Task details
All records need to be reproduced exactly. Keep every word as it is.

Data extract
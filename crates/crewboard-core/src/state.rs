//! Shared application state for front ends (CLI, HTTP console).

use std::sync::Arc;

use crate::service::WorkflowService;
use crate::workspace::{HomeWorkspaceResolver, TeamWorkspaceResolver};

/// Shared state accessible by all command and request handlers.
pub struct AppStateInner {
    pub service: WorkflowService,
}

pub type AppState = Arc<AppStateInner>;

impl AppStateInner {
    pub fn new(workspaces: Arc<dyn TeamWorkspaceResolver>) -> Self {
        Self {
            service: WorkflowService::new(workspaces),
        }
    }

    /// State rooted at `root` using the `workspace-<team>` layout.
    pub fn with_root(root: impl AsRef<std::path::Path>) -> Self {
        Self::new(Arc::new(HomeWorkspaceResolver::new(root)))
    }
}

Response to this exercise
filename crates/crewboard-core/src/state.rs
//! Shared application state for front ends (CLI, HTTP console).

use std::sync::Arc;

use crate::service::WorkflowService;
use crate::workspace::{HomeWorkspaceResolver, TeamWorkspaceResolver};

/// Shared state accessible by all command and request handlers.
pub struct AppStateInner {
    pub service: WorkflowService,
}

pub type AppState = Arc<AppStateInner>;

impl AppStateInner {
    pub fn new(workspaces: Arc<dyn TeamWorkspaceResolver>) -> Self {
        Self {
            service: WorkflowService::new(workspaces),
        }
    }

    /// State rooted at `root` using the `workspace-<team>` layout.
    pub fn with_root(root: impl AsRef<std::path::Path>) -> Self {
        Self::new(Arc::new(HomeWorkspaceResolver::new(root)))
    }
}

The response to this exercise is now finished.